[Start of Attachment]
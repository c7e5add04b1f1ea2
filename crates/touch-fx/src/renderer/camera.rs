use glam::Vec2;

/// Maps screen pixels to world coordinates.
pub trait ScreenToWorld {
    fn screen_to_world(&self, screen: Vec2) -> Vec2;
}

/// Pass-through projection for hosts that already report world coordinates.
#[derive(Debug, Clone, Copy, Default)]
pub struct Identity;

impl ScreenToWorld for Identity {
    fn screen_to_world(&self, screen: Vec2) -> Vec2 {
        screen
    }
}

/// Orthographic camera for 2D rendering.
/// World is Y-up with the camera center in the middle of the viewport;
/// screen is Y-down with the origin at the top-left pixel.
#[derive(Debug, Clone)]
pub struct Camera2D {
    /// Visible width in world units.
    pub width: f32,
    /// Visible height in world units.
    pub height: f32,
    /// Camera center position in world space.
    pub center: Vec2,
    /// Viewport size in screen pixels.
    pub viewport: Vec2,
}

impl Camera2D {
    /// Camera whose visible area matches the viewport one-to-one.
    pub fn new(width: f32, height: f32) -> Self {
        Self {
            width,
            height,
            center: Vec2::ZERO,
            viewport: Vec2::new(width, height),
        }
    }

    /// Resize the viewport (e.g. on window resize).
    /// Maintains aspect ratio by fitting the game area.
    pub fn resize(
        &mut self,
        viewport_width: f32,
        viewport_height: f32,
        game_width: f32,
        game_height: f32,
    ) {
        if viewport_width <= 0.0 || viewport_height <= 0.0 {
            log::warn!("ignoring degenerate viewport {}x{}", viewport_width, viewport_height);
            return;
        }
        let horiz_ratio = viewport_width / game_width;
        let vert_ratio = viewport_height / game_height;
        let scale = horiz_ratio.min(vert_ratio);
        self.width = viewport_width / scale;
        self.height = viewport_height / scale;
        self.viewport = Vec2::new(viewport_width, viewport_height);
    }
}

impl ScreenToWorld for Camera2D {
    fn screen_to_world(&self, screen: Vec2) -> Vec2 {
        let uv = screen / self.viewport;
        Vec2::new(
            self.center.x + (uv.x - 0.5) * self.width,
            self.center.y + (0.5 - uv.y) * self.height,
        )
    }
}

#[cfg(test)]
mod tests {
    use super::*;

    #[test]
    fn viewport_center_maps_to_camera_center() {
        let mut cam = Camera2D::new(800.0, 600.0);
        cam.center = Vec2::new(10.0, -5.0);
        let w = cam.screen_to_world(Vec2::new(400.0, 300.0));
        assert!((w - Vec2::new(10.0, -5.0)).length() < 1e-4);
    }

    #[test]
    fn screen_y_down_becomes_world_y_up() {
        let cam = Camera2D::new(800.0, 600.0);
        let top_left = cam.screen_to_world(Vec2::ZERO);
        assert!((top_left - Vec2::new(-400.0, 300.0)).length() < 1e-4);
    }

    #[test]
    fn resize_maintains_aspect() {
        let mut cam = Camera2D::new(800.0, 600.0);
        cam.resize(1920.0, 1080.0, 800.0, 600.0);
        let ratio = cam.width / cam.height;
        let expected = 1920.0 / 1080.0;
        assert!((ratio - expected).abs() < 0.01);
        // Right edge of the screen lands on the right edge of the visible world
        let right = cam.screen_to_world(Vec2::new(1920.0, 540.0));
        assert!((right.x - cam.width / 2.0).abs() < 1e-3);
    }

    #[test]
    fn resize_ignores_zero_viewport() {
        let mut cam = Camera2D::new(800.0, 600.0);
        cam.resize(0.0, 600.0, 800.0, 600.0);
        assert_eq!(cam.viewport, Vec2::new(800.0, 600.0));
    }
}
[End of Attachment]
■ **Exercise objective**:
Among the lines above, the ones holding the word "pixels" must be counted; only that count is to be given.

■ **Exercise result**:
2